## [Problem]
Given the records below, set each one down again exactly as it reads.

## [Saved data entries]
______________________________

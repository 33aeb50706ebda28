//! Error types for the Cinemuse content engine.
//!
//! This crate provides the foundation error types used throughout the
//! Cinemuse workspace.
//!
//! # Error Hierarchy
//!
//! All errors follow the `ErrorKind` + wrapper struct pattern:
//! - `*ErrorKind` enum defines specific error conditions
//! - `*Error` struct wraps the kind with source location tracking
//! - All errors use `#[track_caller]` for automatic location capture
//!
//! # Examples
//!
//! ```
//! use cinemuse_error::{CinemuseResult, SettingsError, SettingsErrorKind};
//!
//! fn parse_dial(value: &str) -> CinemuseResult<()> {
//!     Err(SettingsError::new(SettingsErrorKind::UnknownIntensity(
//!         value.to_string(),
//!     )))?
//! }
//!
//! match parse_dial("operatic") {
//!     Ok(()) => println!("parsed"),
//!     Err(e) => eprintln!("Error: {}", e),
//! }
//! ```

#![forbid(unsafe_code)]
#![warn(missing_docs)]

mod error;
mod settings;
mod telemetry;

pub use error::{CinemuseError, CinemuseErrorKind, CinemuseResult};
pub use settings::{SettingsError, SettingsErrorKind};
pub use telemetry::TelemetryError;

______________________________

## [Written solution]
repository 33aeb50706ebda28
//! Error types for the Cinemuse content engine.
//!
//! This crate provides the foundation error types used throughout the
//! Cinemuse workspace.
//!
//! # Error Hierarchy
//!
//! All errors follow the `ErrorKind` + wrapper struct pattern:
//! - `*ErrorKind` enum defines specific error conditions
//! - `*Error` struct wraps the kind with source location tracking
//! - All errors use `#[track_caller]` for automatic location capture
//!
//! # Examples
//!
//! ```
//! use cinemuse_error::{CinemuseResult, SettingsError, SettingsErrorKind};
//!
//! fn parse_dial(value: &str) -> CinemuseResult<()> {
//!     Err(SettingsError::new(SettingsErrorKind::UnknownIntensity(
//!         value.to_string(),
//!     )))?
//! }
//!
//! match parse_dial("operatic") {
//!     Ok(()) => println!("parsed"),
//!     Err(e) => eprintln!("Error: {}", e),
//! }
//! ```

#![forbid(unsafe_code)]
#![warn(missing_docs)]

mod error;
mod settings;
mod telemetry;

pub use error::{CinemuseError, CinemuseErrorKind, CinemuseResult};
pub use settings::{SettingsError, SettingsErrorKind};
pub use telemetry::TelemetryError;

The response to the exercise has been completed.